BANYUWANGITIMES, MALANG – Kementerian Komunikasi dan Informatika Republik Indonesia (Kemkominfo RI) telah  membuka kembali akses media sosial, Sabtu (25/5).

Sebelumnya ada pembatasan akses media sosial untuk membendung persebaran hoax pasca kerusuhan 22 Mei. 

Sebelumnya, Kominfo juga telah mengimbau agar masyarakat tak sebar konten aksi kekerasan dan ujaran kebencian melalui Siaran Pers No. 105/HM/KOMINFO/05/2019.

Seperti yang dikatakan Badan Siber dan Sandi Negara (BSSN) RI beberapa waktu yang lalu melalui akun Twitternya, pembatasan medsos oleh @kemkominfo ini bersifat sementara, untuk meminimalisir penyebaran konten negatif ataupun provokasi, agar situasi menjadi lebih kondusif.

Masyarakat pun menyiasatinya dengan menggunakan Virtual Private Network (VPN) untuk mengakali pembatasan akses Whatsapp (WA), Facebook (FB), dan Instagram (IG).

Akan tetapi, penggunakan sembarang VPN dapat memberikan resiko yang lebih besar bagi keamanan data pribadi. 

Dengan VPN, berarti mempercayakan jalur koneksi & data pribadi melalui server milik penyedia jasa VPN.

BSSN RI melalui akun Twitternya pun memperingatkan hal ini.

"Waspada terhadap penggunaan sembarang VPN, prioritaskan keamanan data pribadi kita!" tulisnya.

Dijelaskannya, VPN adalah suatu teknik untuk menghubungkan suatu jaringan dengan jaringan lain secara privat melalui jaringan publik (internet).

Nah, penggunaan VPN ini bukanlah tanpa risiko. Penggunaan sembarang layanan VPN (reputasi tidak terverifikasi) mengakibatkan data-data penting milik pribadi dapat dimanfaatkan oleh pihak yang tidak bertanggung jawab.

Pihak yang tidak bertanggung jawab bisa mengetahui aktivitas media sosial, kecenderungan politik, riwayat transaksi e-commerce, dan lain-lain. Terlebih lagi jika VPN dipakai dalam jangka waktu yang lama.

Melansir dari studi VPNMentor, setidaknya ada 72% VPN gratis memasang tracker untuk melacak aktivitas pengguna dan kemungkinan dibagikan pada pihak ketiga.

Ketika data-data tersebut selesai dikumpulkan, data aktivitas diberikan ke pengiklan untuk memasang iklan tertarget kepada pengguna.

Password dan akun pribadi, serta data perbankan pun juga bisa dibobol, yakni mulai dari kartu kredit, login mobile banking, dan lain-lain. 

Hal paling mudah dicuri adalah data nasabah.
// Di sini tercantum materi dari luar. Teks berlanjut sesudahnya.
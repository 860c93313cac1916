use chrono::{DateTime, Utc};
use serde::Deserialize;
use std::time::{Duration, Instant};
use tracing::{debug, warn};

use crate::constants::{CHECKSUM_SUFFIX, GITHUB_API_URL, USER_AGENT};

/// A downloadable file attached to a release: a platform binary or its
/// checksum sidecar.
#[derive(Debug, Clone, Deserialize)]
pub struct ReleaseAsset {
    /// Asset file name, e.g. `unipm-linux-x64` or `unipm-linux-x64.sha256`.
    pub name: String,
    /// Direct download URL for the asset.
    #[serde(rename = "browser_download_url")]
    pub download_url: String,
}

/// Remote release descriptor fetched from the release feed.
///
/// Immutable once fetched; never persisted. Only the fields unipm consumes
/// are deserialized (`tag_name`, `body`, `published_at`, `assets`).
#[derive(Debug, Clone, Deserialize)]
pub struct ReleaseMetadata {
    /// Version tag, e.g. `v1.3.0`.
    #[serde(rename = "tag_name")]
    pub tag: String,
    /// Free-text release notes.
    pub body: Option<String>,
    /// When the release was published.
    #[serde(rename = "published_at")]
    pub published_at: Option<DateTime<Utc>>,
    /// Attached assets in feed order.
    #[serde(default)]
    pub assets: Vec<ReleaseAsset>,
}

/// Client for the fixed latest-release endpoint.
///
/// This layer classifies failures but does not retry: rate limiting (HTTP
/// 403/429) is logged with a human-readable wait hint, every other failure
/// at debug level, and all of them collapse to `None`. Turning `None` into a
/// reportable "could not fetch release information" result is the
/// orchestrator's job.
pub struct ReleaseClient {
    client: reqwest::Client,
    endpoint: String,
}

impl ReleaseClient {
    /// Create a client against the official release endpoint.
    pub fn new(client: reqwest::Client) -> Self {
        Self {
            client,
            endpoint: GITHUB_API_URL.to_string(),
        }
    }

    /// Create a client against an explicit endpoint. Test hook.
    pub fn with_endpoint(client: reqwest::Client, endpoint: impl Into<String>) -> Self {
        Self {
            client,
            endpoint: endpoint.into(),
        }
    }

    /// Fetch the latest release metadata.
    ///
    /// Returns `None` on rate limiting, any non-2xx status, transport
    /// faults, or malformed JSON. Never panics and never propagates an
    /// error across this boundary.
    pub async fn fetch_latest(&self) -> Option<ReleaseMetadata> {
        debug!("Fetching latest release from {}", self.endpoint);

        let response = match self
            .client
            .get(&self.endpoint)
            .header(reqwest::header::USER_AGENT, USER_AGENT)
            .header(reqwest::header::ACCEPT, "application/vnd.github+json")
            .send()
            .await
        {
            Ok(response) => response,
            Err(e) => {
                debug!("Failed to fetch release info: {e}");
                return None;
            }
        };

        let status = response.status();
        if status == reqwest::StatusCode::FORBIDDEN
            || status == reqwest::StatusCode::TOO_MANY_REQUESTS
        {
            let headers = response.headers();
            let retry_after = headers
                .get("retry-after")
                .and_then(|v| v.to_str().ok());
            let reset = headers
                .get("x-ratelimit-reset")
                .and_then(|v| v.to_str().ok());
            warn!(
                "Rate limited by GitHub API. {}",
                rate_limit_hint(retry_after, reset)
            );
            return None;
        }

        if !status.is_success() {
            debug!("GitHub API returned status {status}");
            return None;
        }

        match response.json::<ReleaseMetadata>().await {
            Ok(release) => Some(release),
            Err(e) => {
                debug!("Failed to parse release info: {e}");
                None
            }
        }
    }
}

/// Build a human-readable wait hint from rate-limit response headers.
///
/// Prefers `Retry-After` (seconds) over `X-RateLimit-Reset` (epoch seconds);
/// falls back to a generic hint when neither parses.
#[must_use]
pub fn rate_limit_hint(retry_after: Option<&str>, reset_epoch: Option<&str>) -> String {
    if let Some(secs) = retry_after.and_then(|v| v.trim().parse::<u64>().ok()) {
        return format!("Try again in {secs} seconds.");
    }

    if let Some(reset) = reset_epoch.and_then(|v| v.trim().parse::<i64>().ok()) {
        if let Some(at) = DateTime::<Utc>::from_timestamp(reset, 0) {
            return format!("Rate limit resets at {}.", at.format("%H:%M:%S UTC"));
        }
    }

    "Try again later.".to_string()
}

/// Find the binary asset URL for a platform token.
///
/// Case-insensitive substring match of the token against asset names,
/// excluding checksum sidecars. Returns `None` when no asset matches - "no
/// build for this platform" is an expected state, not an error.
#[must_use]
pub fn find_asset_url(release: &ReleaseMetadata, platform_id: &str) -> Option<String> {
    let token = platform_id.to_lowercase();
    release
        .assets
        .iter()
        .find(|asset| {
            let name = asset.name.to_lowercase();
            name.contains(&token) && !name.ends_with(CHECKSUM_SUFFIX)
        })
        .map(|asset| asset.download_url.clone())
}

/// Find the checksum sidecar URL for a platform token.
///
/// Same matching rules as [`find_asset_url`], but the name must end with the
/// checksum suffix - an asset can never satisfy both lookups.
#[must_use]
pub fn find_checksum_url(release: &ReleaseMetadata, platform_id: &str) -> Option<String> {
    let token = platform_id.to_lowercase();
    release
        .assets
        .iter()
        .find(|asset| {
            let name = asset.name.to_lowercase();
            name.contains(&token) && name.ends_with(CHECKSUM_SUFFIX)
        })
        .map(|asset| asset.download_url.clone())
}

/// In-memory cache of the last fetched release, with an explicit TTL and an
/// explicit invalidation method. Owned by the orchestrator; there is no
/// ambient module-level state.
pub struct ReleaseCache {
    entry: Option<(ReleaseMetadata, Instant)>,
    ttl: Duration,
}

impl ReleaseCache {
    /// Create an empty cache with the given time-to-live.
    pub fn new(ttl: Duration) -> Self {
        Self { entry: None, ttl }
    }

    /// Return the cached release if it is still within its TTL.
    pub fn get(&self) -> Option<&ReleaseMetadata> {
        match &self.entry {
            Some((release, fetched_at)) if fetched_at.elapsed() < self.ttl => Some(release),
            _ => None,
        }
    }

    /// Replace the cached release and reset its age.
    pub fn store(&mut self, release: ReleaseMetadata) {
        self.entry = Some((release, Instant::now()));
    }

    /// Drop the cached release, forcing the next read to fetch fresh data.
    pub fn invalidate(&mut self) {
        self.entry = None;
    }
}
Dengan demikian pelaku dapat menyalahgunakan sesuai kepentingannya.

Penggunaan VPN secara sembarangan juga berisiko terinfeksi malware. Setidaknya ada beberapa penyedia VPN gratis yang disinyalir terkontaminasi malware, seperti Betternet, SuperVPN, dan CrossVPN.

Malware yang menyusup pun umumnya berupa iklan. Hal ini memang menjadi salah satu jalan keluar dari penyedia VPN gratis, di mana dia bisa menghasilkan uang di samping lewat langganan.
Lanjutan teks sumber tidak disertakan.